* _DIRECTIONS FOR THIS TASK_
Emit a verbatim copy of the lines running from the line with "stored in settings" through the end of the material below.

* _GIVEN DATA_
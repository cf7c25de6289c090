use dotenvy::dotenv;
use fleet_desk::{
    bot::{self, BotData},
    config::{access, database, settings},
    errors::{Error, Result},
    storage,
};
use std::{env, sync::Arc};
use tracing::{error, info};
use tracing_subscriber::EnvFilter;

#[tokio::main]
async fn main() -> Result<()> {
    // 1. Initialize tracing (as early as possible)
    tracing_subscriber::fmt()
        .with_env_filter(
            EnvFilter::try_from_default_env().unwrap_or_else(|_| EnvFilter::new("info")),
        )
        .init();

    // 2. Load .env file, non-fatal since env vars can be set externally
    dotenv().ok();
    info!("Attempted to load .env file.");

    // 3. Settings (config.toml, defaults when missing)
    let settings = Arc::new(
        settings::load_default_settings()
            .inspect_err(|e| error!("Failed to load settings: {e}"))?,
    );
    info!(company = %settings.company.name, "Settings loaded.");

    // 4. Database
    let db = database::create_connection()
        .await
        .inspect_err(|e| error!("Failed to connect to database: {e}"))?;
    database::create_tables(&db)
        .await
        .inspect(|_| info!("Database initialized successfully."))
        .inspect_err(|e| error!("Failed to create tables: {e}"))?;

    // 5. Document storage
    let store = storage::store_from_settings(&settings.storage)
        .inspect_err(|e| error!("Failed to configure document storage: {e}"))?;

    // 6. Secrets, loaded directly before use and never stored in settings
    let admin_password = access::get_admin_password().ok_or_else(|| Error::Config {
        message: format!("{} must be set to a non-empty value", access::ADMIN_PASSWORD_VAR),
    })?;
    let token = env::var("DISCORD_BOT_TOKEN")
        .inspect_err(|e| error!("DISCORD_BOT_TOKEN not found: {e}"))
        .map_err(Error::EnvVar)?;

    // 7. Run the bot
    let data = BotData::new(db, settings, store, admin_password);
    bot::run_bot(token, data).await
}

* _SOLUTION FOR THIS EXERCISE_
    // 6. Secrets, loaded directly before use and never stored in settings
    let admin_password = access::get_admin_password().ok_or_else(|| Error::Config {
        message: format!("{} must be set to a non-empty value", access::ADMIN_PASSWORD_VAR),
    })?;
    let token = env::var("DISCORD_BOT_TOKEN")
        .inspect_err(|e| error!("DISCORD_BOT_TOKEN not found: {e}"))
        .map_err(Error::EnvVar)?;

    // 7. Run the bot
    let data = BotData::new(db, settings, store, admin_password);
    bot::run_bot(token, data).await
}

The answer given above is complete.